DATASET RECORDS:
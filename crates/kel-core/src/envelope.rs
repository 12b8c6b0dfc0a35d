//! The outer wire object carried on the agent socket.
//!
//! Every message is a JSON object with at most one protocol key populated:
//!
//! ```json
//! { "wsjtx": { "type": "HeartbeatMessage", "payload": { ... } } }
//! ```
//!
//! An object with neither key is valid and affects nothing; unknown keys
//! are ignored.

use serde::{Deserialize, Serialize};
use serde_json::Value;

use crate::kind::{HamlibKind, WsjtxKind};

/// One protocol's message: a kind discriminant plus its payload.
///
/// The discriminant stays a raw string so frames carrying kinds this build
/// does not know about still deserialize; the router decides what to do
/// with them after marking activity.
#[derive(Clone, Debug, PartialEq, Serialize, Deserialize)]
pub struct ProtocolFrame {
    /// Message kind discriminant, e.g. `"HeartbeatMessage"`.
    #[serde(rename = "type")]
    pub kind: String,
    /// Kind-specific payload, decoded downstream. `Null` when absent.
    #[serde(default)]
    pub payload: Value,
}

impl ProtocolFrame {
    /// Extract `payload.id` when it is present as a string.
    #[must_use]
    pub fn payload_id(&self) -> Option<&str> {
        self.payload.get("id").and_then(Value::as_str)
    }
}

/// Outer wire object: at most one protocol key populated per message.
#[derive(Clone, Debug, Default, PartialEq, Serialize, Deserialize)]
pub struct Envelope {
    /// WSJT-X bridge message, when present.
    #[serde(default, skip_serializing_if = "Option::is_none")]
    pub wsjtx: Option<ProtocolFrame>,
    /// Hamlib bridge message, when present.
    #[serde(default, skip_serializing_if = "Option::is_none")]
    pub hamlib: Option<ProtocolFrame>,
}

impl Envelope {
    /// Wrap a WSJT-X payload into a complete envelope.
    pub fn wsjtx_frame<T: Serialize>(
        kind: WsjtxKind,
        payload: &T,
    ) -> Result<Self, serde_json::Error> {
        Ok(Self {
            wsjtx: Some(ProtocolFrame {
                kind: kind.as_str().to_owned(),
                payload: serde_json::to_value(payload)?,
            }),
            hamlib: None,
        })
    }

    /// Wrap a Hamlib payload into a complete envelope.
    pub fn hamlib_frame<T: Serialize>(
        kind: HamlibKind,
        payload: &T,
    ) -> Result<Self, serde_json::Error> {
        Ok(Self {
            wsjtx: None,
            hamlib: Some(ProtocolFrame {
                kind: kind.as_str().to_owned(),
                payload: serde_json::to_value(payload)?,
            }),
        })
    }
}

// ─────────────────────────────────────────────────────────────────────────────
// Tests
// ─────────────────────────────────────────────────────────────────────────────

DIRECTIONS:
The string "object" appears in some lines of the material. Report how many, and nothing more.

WRITTEN SOLUTION:
4